Ali-Adrian-Moto2-European-Championship

Jam menunjukkan pukul 15.00. Seseorang yang dinanti belum datang juga. Hari itu, sebuah janji wawancara dengan Ali Adrian, seorang pebalap kelas Moto2 terlambat tiga puluh menit. Sepuluh menit berselang, seorang pemuda dengan kaus berwarna putih campur abu-abu datang dan menyalami kami.

Tanpa basa-basi permintaan maaf keluar dari mulutnya sembari menceritakan keterlambatannya. Siang itu, ia baru saja dari Sirkuit Sentul, Jawa Barat. Bukan untuk berlatih tetapi untuk menjenguk salah satu kawan pebalap yang baru saja mengalami cedera.

Tepat sehari sebelumnya, M Fadli mengalami kecelakaan pada ajang SuperSport 600cc, Asia Road Racing Championship 2015. Adrian, begitu nama panggilannya langsung menunjukkan video detik-detik Fadli ditabrak dari belakang saat melakukan selebrasi kemenangan oleh pebalap asal Thailand, Jakkrit Sawangsat.

“Ngilu ngeliatnya tapi ya gak boleh kapok dong,” ujar Adrian mantap ketika ditanya bagaimana perasaannya ketika melihat kecelakaan yang dialami teman sesama pebalap. Adrian juga mengaku sempat beberapa kali cedera. “Aku pernah mengalami kejadian mirip yang dialami Fadli. Tapi waktu itu ototku yang sobek. Padahal besoknya harus tanding lagi.”

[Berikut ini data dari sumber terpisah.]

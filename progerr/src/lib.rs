//! Program error resolution.
//!
//! Turns the `Custom program error: 0x..` line of a failed execution's logs
//! into a typed [`ResolvedError`] named `<Family>#<ErrorName>`, using a
//! prioritized chain: an optional custom resolver, then registry families,
//! then an unknown-error fallback.
//!
//! ```ignore
//! use progerr::{ErrorResolver, ErrorWithLogs};
//!
//! let resolver = ErrorResolver::new();
//! let failure = ErrorWithLogs::new(
//!     "transaction failed",
//!     vec!["Program log: Custom program error: 0x07D0".to_string()],
//! );
//! let Err(err) = resolver.throw_resolved(&failure);
//! assert_eq!(err.name(), "AnchorError#ConstraintMut");
//! ```

pub mod config;
pub mod error;
pub mod extract;
pub mod registry;
pub mod resolver;
pub mod testing;

pub use config::{ConfigError, LoadedConfig, RegistryConfig, ResolverConfig};
pub use error::{
    NO_CODE, NO_LOGS_MESSAGE, RegistryError, ResolutionKind, ResolvedError, UNKNOWN_ERROR_MESSAGE,
    UNKNOWN_ERROR_NAME,
};
pub use extract::{ERROR_LINE_MARKER, extract_code};
pub use registry::{BuiltinFamily, ErrorMetadata, Registry, RegistryAdapter};
pub use resolver::{
    CUSTOM_RESOLVER_LABEL, CodeResolver, ErrorResolver, ErrorResolverBuilder, ErrorWithLogs,
    FnResolver, HasLogs,
};

pub use progerr_catalog as catalog;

Meskipun cedera, Adrian tetap berusaha untuk tampil maksimal dan tetap mengutamakan keselamatan. “Aku tetap usahain tetap tanding tetapi tetap harus di bawah pengawasan dokter,” ujar laki-laki yang berusia 21 tahun ini.

Sebenarnya saat itu Adrian tak diijinkan dokter ikut bertanding karena ototnya sobek. Tapi Adrian ngotot. Akhirnya dokter mengalah. “Oke, saya akan ijinkan kalau kamu mampu push up 10 kali,” kata dokter. Dengan menahan sakit luarbiasa Adrian mampu mekakukan prasyarat dokter. “Setelah push up, saya lihat dokter menitikkan airmata sambil menandatangani surat keterangan boleh ikut bertanding.”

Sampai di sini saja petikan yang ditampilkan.